Sunday, August 25, 2013

Genesis: The Unboxening

Welcome back, readers! (Both of you.) I have tidings of great gaming cheer to report. A few days ago, a member of the Talking Time forum was looking to trim down his collection, and offered his Genesis and a handful of games for the price of shipping. Being a fan of the system since... well, forever, I jumped on the chance to claim it for myself. Sure, I already own a Genny, but I could always use more games and accessories, and that stuff has gotten seriously hard to find at pawn shops and yard sales. Yesterday, I scoured a local town during an annual summer festival- peak garage sale conditions- and turned up a single Sega Genesis item, a lonely copy of Pac-Man 2. That's what I call slim pickens.

So you can understand why I'd be grateful to have a shot at a big Genesis score, regardless of how that opportunity presented itself. I sent the seller the eight dollars he requested, and just two days later, it arrived on my doorstep, as if it had been delivered by Sonic himself. Let's take a peek inside, shall we?


That's a promising start! Many of the games in the package included the box and instructions. The great thing about Genesis collecting is that the games are complete as often as not, thanks to the sturdy plastic cases they were shipped in for most of the system's life.
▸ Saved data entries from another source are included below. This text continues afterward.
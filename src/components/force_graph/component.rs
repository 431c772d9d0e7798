use std::cell::RefCell;
use std::rc::Rc;

use leptos::prelude::*;
use log::error;
use wasm_bindgen::prelude::*;
use web_sys::{CanvasRenderingContext2d, HtmlCanvasElement, MouseEvent, WheelEvent, Window};

use super::config::GraphConfig;
use super::error::GraphError;
use super::events::{LiveEvent, Playlist};
use super::picking::SelectionEvent;
use super::render;
use super::scheduler::{FrameClock, Scheduler, VirtualClock, WallClock};
use super::state::GraphState;
use super::types::Snapshot;

type SharedState = Rc<RefCell<Option<GraphState>>>;

fn report(on_error: Option<Callback<String>>, err: &GraphError) {
	error!("{err}");
	if let Some(cb) = on_error {
		cb.run(err.to_string());
	}
}

/// Hands queued selection changes and playback errors to the host. Runs
/// outside the state borrow so callbacks may read it again.
fn notify(
	state: &SharedState,
	on_select: Option<Callback<SelectionEvent>>,
	on_error: Option<Callback<String>>,
) {
	let (events, errors) = match state.borrow_mut().as_mut() {
		Some(s) => (s.take_selection_events(), s.take_errors()),
		None => return,
	};
	if let Some(cb) = on_select {
		for event in events {
			cb.run(event);
		}
	}
	for err in &errors {
		report(on_error, err);
	}
}

fn window_size(window: &Window) -> (f64, f64) {
	let dim = |v: Result<JsValue, JsValue>, fallback: f64| {
		v.ok().and_then(|v| v.as_f64()).unwrap_or(fallback)
	};
	(dim(window.inner_width(), 800.0), dim(window.inner_height(), 600.0))
}

fn pointer_offset(canvas_ref: NodeRef<leptos::html::Canvas>, ev: &MouseEvent) -> Option<(f64, f64)> {
	let canvas: HtmlCanvasElement = canvas_ref.get()?.into();
	let rect = canvas.get_bounding_client_rect();
	Some((
		ev.client_x() as f64 - rect.left(),
		ev.client_y() as f64 - rect.top(),
	))
}

#[component]
pub fn ForceGraphCanvas(
	#[prop(into)] snapshot: Signal<Snapshot>,
	#[prop(optional)] config: GraphConfig,
	#[prop(default = None)] playlist: Option<Playlist>,
	#[prop(default = true)] autoplay: bool,
	#[prop(default = false)] loop_playback: bool,
	/// Live events; entries appended since the last change are pushed.
	#[prop(optional, into)]
	events: Option<Signal<Vec<LiveEvent>>>,
	#[prop(optional, into)] on_select: Option<Callback<SelectionEvent>>,
	#[prop(optional, into)] on_error: Option<Callback<String>>,
	#[prop(default = false)] fullscreen: bool,
	#[prop(default = None)] width: Option<f64>,
	#[prop(default = None)] height: Option<f64>,
) -> impl IntoView {
	let canvas_ref = NodeRef::<leptos::html::Canvas>::new();
	let state: SharedState = Rc::new(RefCell::new(None));
	let animate: Rc<RefCell<Option<Closure<dyn FnMut()>>>> = Rc::new(RefCell::new(None));
	let resize_cb: Rc<RefCell<Option<Closure<dyn FnMut()>>>> = Rc::new(RefCell::new(None));
	let (state_init, animate_init, resize_cb_init) =
		(state.clone(), animate.clone(), resize_cb.clone());

	Effect::new(move |_| {
		let Some(canvas) = canvas_ref.get() else {
			return;
		};
		let canvas: HtmlCanvasElement = canvas.into();
		let Some(window) = web_sys::window() else {
			return;
		};

		let (w, h) = if fullscreen {
			window_size(&window)
		} else {
			let parent = canvas.parent_element();
			(
				width.unwrap_or_else(|| parent.as_ref().map(|p| p.client_width() as f64).unwrap_or(800.0)),
				height.unwrap_or_else(|| parent.as_ref().map(|p| p.client_height() as f64).unwrap_or(600.0)),
			)
		};
		canvas.set_width(w as u32);
		canvas.set_height(h as u32);

		let Some(ctx) = canvas
			.get_context("2d")
			.ok()
			.flatten()
			.and_then(|c| c.dyn_into::<CanvasRenderingContext2d>().ok())
		else {
			error!("canvas has no 2d context");
			return;
		};

		let mut graph = GraphState::new(config.clone());
		graph.set_viewport(w, h);
		if let Err(err) = graph.set_snapshot(&snapshot.get_untracked()) {
			report(on_error, &err);
		}
		if let Some(playlist) = playlist.clone() {
			match graph.load_playlist(playlist) {
				Ok(()) => {
					if let Some(playback) = graph.playback_mut() {
						playback.set_loop(loop_playback);
						if autoplay {
							playback.play();
						}
					}
				}
				Err(err) => report(on_error, &err),
			}
		}
		*state_init.borrow_mut() = Some(graph);

		if fullscreen {
			let (state_resize, canvas_resize) = (state_init.clone(), canvas.clone());
			*resize_cb_init.borrow_mut() = Some(Closure::new(move || {
				let Some(win) = web_sys::window() else {
					return;
				};
				let (nw, nh) = window_size(&win);
				canvas_resize.set_width(nw as u32);
				canvas_resize.set_height(nh as u32);
				if let Some(ref mut s) = *state_resize.borrow_mut() {
					s.set_viewport(nw, nh);
				}
			}));
			if let Some(ref cb) = *resize_cb_init.borrow() {
				let _ =
					window.add_event_listener_with_callback("resize", cb.as_ref().unchecked_ref());
			}
		}

		let clock = if config.test_mode {
			FrameClock::Virtual(VirtualClock::new(config.virtual_frame_ms))
		} else {
			FrameClock::Wall(WallClock)
		};
		let mut scheduler = Scheduler::new(clock, config.quality);
		scheduler.start();

		let (state_anim, animate_inner) = (state_init.clone(), animate_init.clone());
		*animate_init.borrow_mut() = Some(Closure::new(move || {
			if let Some(ref mut s) = *state_anim.borrow_mut() {
				scheduler.tick(s, |s| render::render(s, &ctx));
			}
			notify(&state_anim, on_select, on_error);
			if let (Some(win), Some(cb)) = (web_sys::window(), animate_inner.borrow().as_ref()) {
				let _ = win.request_animation_frame(cb.as_ref().unchecked_ref());
			}
		}));
		if let Some(ref cb) = *animate_init.borrow() {
			let _ = window.request_animation_frame(cb.as_ref().unchecked_ref());
		}
	});

	// snapshot swaps land between frames, never inside the frame closure
	let state_snap = state.clone();
	Effect::new(move |_| {
		let next = snapshot.get();
		let result = match state_snap.borrow_mut().as_mut() {
			Some(s) => s.set_snapshot(&next).map(|_| ()),
			None => return,
		};
		if let Err(err) = result {
			report(on_error, &err);
		}
		notify(&state_snap, on_select, on_error);
	});

	if let Some(events) = events {
		let state_ev = state.clone();
		Effect::new(move |seen: Option<usize>| {
			let batch = events.get();
			let from = seen.filter(|&n| n <= batch.len()).unwrap_or(0);
			let failures: Vec<GraphError> = match state_ev.borrow_mut().as_mut() {
				Some(s) => batch[from..]
					.iter()
					.filter_map(|ev| s.push_event(ev.clone()).err())
					.collect(),
				None => return from,
			};
			for err in &failures {
				report(on_error, err);
			}
			batch.len()
		});
	}

	let state_md = state.clone();
	let on_mousedown = move |ev: MouseEvent| {
		let Some((x, y)) = pointer_offset(canvas_ref, &ev) else {
			return;
		};
		if let Some(ref mut s) = *state_md.borrow_mut() {
			if !s.pointer_down(x, y) {
				s.begin_pan(x, y);
			}
		}
		notify(&state_md, on_select, on_error);
	};

	let state_mm = state.clone();
	let on_mousemove = move |ev: MouseEvent| {
		let Some((x, y)) = pointer_offset(canvas_ref, &ev) else {
			return;
		};
		if let Some(ref mut s) = *state_mm.borrow_mut() {
			s.pointer_move(x, y);
		}
	};

	let state_mu = state.clone();
	let on_mouseup = move |_: MouseEvent| {
		if let Some(ref mut s) = *state_mu.borrow_mut() {
			s.pointer_up();
		}
		notify(&state_mu, on_select, on_error);
	};

	let state_ml = state.clone();
	let on_mouseleave = move |_: MouseEvent| {
		if let Some(ref mut s) = *state_ml.borrow_mut() {
			s.pointer_leave();
		}
		notify(&state_ml, on_select, on_error);
	};

	let state_wh = state.clone();
	let on_wheel = move |ev: WheelEvent| {
		ev.prevent_default();
		let Some((x, y)) = pointer_offset(canvas_ref, &ev) else {
			return;
		};
		if let Some(ref mut s) = *state_wh.borrow_mut() {
			s.wheel(x, y, ev.delta_y());
		}
	};

	view! {
		<canvas
			node_ref=canvas_ref
			class="force-graph-canvas"
			on:mousedown=on_mousedown
			on:mousemove=on_mousemove
			on:mouseup=on_mouseup
			on:mouseleave=on_mouseleave
			on:wheel=on_wheel
			style="display: block; cursor: grab;"
		/>
	}
}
Unfortunately, later titles like the ill-considered port of The Art of Fighting came in the same flimsy cardboard boxes that Super NES games always had, a move Sega defended as "environmentally friendly" but I'd personally describe as "a huge load of bullshit." The plastic cases might find their way to a landfill, but if my twenty-five years of collecting have taught me anything, the cardboard boxes are destined for one.


Also included in the package were two three button controllers, standard equipment for the Genesis in its early years. These joypads seem perfectly ordinary at first glance, but one of them holds a pleasant surprise. While the one on the left has the usual thumb-wrecking hard plastic D-pad with barely any throw, the one on the right is rubberized and rocks on a central pivot. It's the same design Sega used in its brilliant six button Arcade Pad as well as the Saturn's stock controller, and I had no idea that it ever found its way to the old three button controllers. I originally planned to hack both of these joypads for other projects, but now I'm having second thoughts...
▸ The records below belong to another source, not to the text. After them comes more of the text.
use std::collections::HashMap;
use std::f64::consts::PI;

use log::{debug, warn};

use super::error::Result;
use super::types::{EdgeKey, GraphLink, GraphNode, NodePosition, Snapshot};

/// Radius step of the sunflower seed layout.
const SEED_RADIUS: f64 = 10.0;
/// Distance from the neighbour centroid at which a newcomer is dropped.
const NEIGHBOR_OFFSET: f64 = 30.0;

#[derive(Clone, Debug)]
pub struct LayoutNode {
	pub node: GraphNode,
	pub x: f64,
	pub y: f64,
	pub vx: f64,
	pub vy: f64,
	pub radius: f64,
	pub(crate) pin: Option<(f64, f64)>,
}

impl LayoutNode {
	pub fn id(&self) -> &str {
		&self.node.id
	}

	pub fn pin(&self) -> Option<(f64, f64)> {
		self.pin
	}

	pub fn is_pinned(&self) -> bool {
		self.pin.is_some()
	}
}

#[derive(Clone, Debug)]
pub struct LayoutEdge {
	pub link: GraphLink,
	pub key: EdgeKey,
	/// Index of the source node in the working array.
	pub source: usize,
	pub target: usize,
}

#[derive(Clone, Copy, Debug, PartialEq)]
pub struct Viewport {
	pub width: f64,
	pub height: f64,
}

impl Viewport {
	pub fn new(width: f64, height: f64) -> Option<Self> {
		let valid = width.is_finite() && height.is_finite() && width > 0.0 && height > 0.0;
		valid.then_some(Self { width, height })
	}

	pub fn center(&self) -> (f64, f64) {
		(self.width / 2.0, self.height / 2.0)
	}

	pub fn area(&self) -> f64 {
		self.width * self.height
	}
}

/// How a snapshot swap changed the working set.
#[derive(Clone, Copy, Debug, Default, PartialEq, Eq)]
pub struct SnapshotDiff {
	pub kept: usize,
	pub added: usize,
	pub removed: usize,
}

/// Owns the node/edge working arrays and their lookup maps.
///
/// Arrays and maps are only ever replaced together, so an index taken from a
/// map always points into the array it was built for.
pub struct LayoutCoordinator {
	nodes: Vec<LayoutNode>,
	edges: Vec<LayoutEdge>,
	node_index: HashMap<String, usize>,
	edge_index: HashMap<EdgeKey, usize>,
	viewport: Option<Viewport>,
	equivalent: String,
	generated_at: String,
	default_node_size: f64,
}

impl LayoutCoordinator {
	pub fn new(default_node_size: f64) -> Self {
		Self {
			nodes: Vec::new(),
			edges: Vec::new(),
			node_index: HashMap::new(),
			edge_index: HashMap::new(),
			viewport: None,
			equivalent: String::new(),
			generated_at: String::new(),
			default_node_size,
		}
	}

	pub fn nodes(&self) -> &[LayoutNode] {
		&self.nodes
	}

	pub fn edges(&self) -> &[LayoutEdge] {
		&self.edges
	}

	pub fn viewport(&self) -> Option<Viewport> {
		self.viewport
	}

	pub fn equivalent(&self) -> &str {
		&self.equivalent
	}

	pub fn generated_at(&self) -> &str {
		&self.generated_at
	}

	pub fn node_idx(&self, id: &str) -> Option<usize> {
		self.node_index.get(id).copied()
	}

	pub fn node(&self, id: &str) -> Option<&LayoutNode> {
		self.node_idx(id).map(|i| &self.nodes[i])
	}

	pub fn edge_idx(&self, key: &EdgeKey) -> Option<usize> {
		self.edge_index.get(key).copied()
	}

	pub fn edge(&self, key: &EdgeKey) -> Option<&LayoutEdge> {
		self.edge_idx(key).map(|i| &self.edges[i])
	}

	pub fn positions(&self) -> Vec<NodePosition> {
		self.nodes
			.iter()
			.map(|n| NodePosition {
				id: n.node.id.clone(),
				x: n.x,
				y: n.y,
			})
			.collect()
	}

	pub(crate) fn parts_mut(&mut self) -> (&mut [LayoutNode], &[LayoutEdge]) {
		(&mut self.nodes, &self.edges)
	}

	pub(crate) fn node_mut(&mut self, id: &str) -> Option<&mut LayoutNode> {
		let idx = self.node_idx(id)?;
		Some(&mut self.nodes[idx])
	}

	/// Replaces the working set with `snapshot`.
	///
	/// Nodes that survive keep position, velocity and pin. The snapshot is
	/// validated first; on error nothing is touched.
	pub fn set_snapshot(&mut self, snapshot: &Snapshot) -> Result<SnapshotDiff> {
		snapshot.validate()?;

		let mut node_index = HashMap::with_capacity(snapshot.nodes.len());
		for (i, node) in snapshot.nodes.iter().enumerate() {
			node_index.insert(node.id.clone(), i);
		}

		let mut edges = Vec::with_capacity(snapshot.links.len());
		let mut edge_index = HashMap::with_capacity(snapshot.links.len());
		for link in &snapshot.links {
			let key = link.key();
			edge_index.insert(key.clone(), edges.len());
			edges.push(LayoutEdge {
				source: node_index[&link.source],
				target: node_index[&link.target],
				link: link.clone(),
				key,
			});
		}

		let mut diff = SnapshotDiff::default();
		let mut nodes = Vec::with_capacity(snapshot.nodes.len());
		let mut placed = vec![false; snapshot.nodes.len()];
		for (i, node) in snapshot.nodes.iter().enumerate() {
			let radius = self.radius_for(node);
			let previous = self.node(&node.id);
			if previous.is_some() {
				diff.kept += 1;
				placed[i] = true;
			} else {
				diff.added += 1;
			}
			let (x, y, vx, vy, pin) = previous
				.map(|p| (p.x, p.y, p.vx, p.vy, p.pin))
				.unwrap_or((0.0, 0.0, 0.0, 0.0, None));
			nodes.push(LayoutNode {
				node: node.clone(),
				x,
				y,
				vx,
				vy,
				radius,
				pin,
			});
		}
		diff.removed = self.nodes.len() - diff.kept;

		let center = self.seed_center();
		for i in 0..nodes.len() {
			if placed[i] {
				continue;
			}
			let (x, y) = seed_near_neighbors(&nodes, &edges, &placed, i)
				.unwrap_or_else(|| phyllotaxis(i, center));
			nodes[i].x = x;
			nodes[i].y = y;
			placed[i] = true;
		}

		self.nodes = nodes;
		self.edges = edges;
		self.node_index = node_index;
		self.edge_index = edge_index;
		self.equivalent = snapshot.equivalent.clone();
		self.generated_at = snapshot.generated_at.clone();

		debug!(
			"snapshot {} @ {}: {} kept, {} added, {} removed, {} edges",
			self.equivalent,
			self.generated_at,
			diff.kept,
			diff.added,
			diff.removed,
			self.edges.len()
		);
		Ok(diff)
	}

	/// Fits the layout to new bounds. Returns whether a relayout happened;
	/// an unusable size is ignored, keeping the previous viewport (or none).
	pub fn set_viewport(&mut self, width: f64, height: f64) -> bool {
		let Some(next) = Viewport::new(width, height) else {
			warn!("ignoring viewport {width}x{height}; relayout deferred");
			return false;
		};
		match self.viewport.replace(next) {
			Some(prev) if prev == next => false,
			Some(prev) => {
				self.rescale(prev, next);
				true
			}
			None => {
				self.reseed();
				true
			}
		}
	}

	/// Throws away every position and lays all nodes out on the seed spiral.
	pub fn reseed(&mut self) {
		let center = self.seed_center();
		for (i, node) in self.nodes.iter_mut().enumerate() {
			let (x, y) = node.pin.unwrap_or_else(|| phyllotaxis(i, center));
			node.x = x;
			node.y = y;
			node.vx = 0.0;
			node.vy = 0.0;
		}
	}

	fn rescale(&mut self, prev: Viewport, next: Viewport) {
		let (pcx, pcy) = prev.center();
		let (ncx, ncy) = next.center();
		let (sx, sy) = (next.width / prev.width, next.height / prev.height);
		let map = |x: f64, y: f64| ((x - pcx) * sx + ncx, (y - pcy) * sy + ncy);
		for node in &mut self.nodes {
			(node.x, node.y) = map(node.x, node.y);
			node.pin = node.pin.map(|(x, y)| map(x, y));
		}
		debug!(
			"relayout {}x{} -> {}x{}",
			prev.width, prev.height, next.width, next.height
		);
	}

	fn seed_center(&self) -> (f64, f64) {
		self.viewport.map(|v| v.center()).unwrap_or((0.0, 0.0))
	}

	fn radius_for(&self, node: &GraphNode) -> f64 {
		let size = node
			.size
			.filter(|s| s.is_finite() && *s > 0.0)
			.unwrap_or(self.default_node_size);
		(size / 2.0).max(1.0)
	}
}

/// Sunflower spiral: even density, no two seeds coincide.
fn phyllotaxis(i: usize, (cx, cy): (f64, f64)) -> (f64, f64) {
	let golden = PI * (3.0 - 5f64.sqrt());
	let r = SEED_RADIUS * (0.5 + i as f64).sqrt();
	let a = i as f64 * golden;
	(cx + r * a.cos(), cy + r * a.sin())
}

fn seed_near_neighbors(
	nodes: &[LayoutNode],
	edges: &[LayoutEdge],
	placed: &[bool],
	i: usize,
) -> Option<(f64, f64)> {
	let (mut sx, mut sy, mut count) = (0.0, 0.0, 0usize);
	for edge in edges {
		let other = if edge.source == i {
			edge.target
		} else if edge.target == i {
			edge.source
		} else {
			continue;
		};
		if other != i && placed[other] {
			sx += nodes[other].x;
			sy += nodes[other].y;
			count += 1;
		}
	}
	if count == 0 {
		return None;
	}
	let angle = stable_unit(&nodes[i].node.id) * 2.0 * PI;
	Some((
		sx / count as f64 + NEIGHBOR_OFFSET * angle.cos(),
		sy / count as f64 + NEIGHBOR_OFFSET * angle.sin(),
	))
}

/// FNV-1a of `s` mapped into `[0, 1)`.
fn stable_unit(s: &str) -> f64 {
	let mut h: u64 = 0xcbf29ce484222325;
	for b in s.bytes() {
		h ^= b as u64;
		h = h.wrapping_mul(0x100000001b3);
	}
	(h >> 11) as f64 / (1u64 << 53) as f64
}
Here's the system itself, a standard model two Genesis. I prefer the design of the original, with its wide frame, circle-rimmed cartridge port, and the promise of "high-definition graphics" on the front, but at least this one doesn't take up much space and plays nice with the later model of the Sega CD. Both models are a quantum leap ahead of the third model, which could nearly fit in a man's pocket but sacrifices all but the most basic functionality to squeeze into that tiny package. (You know, kind of like that Canadian Wii released a few months ago.)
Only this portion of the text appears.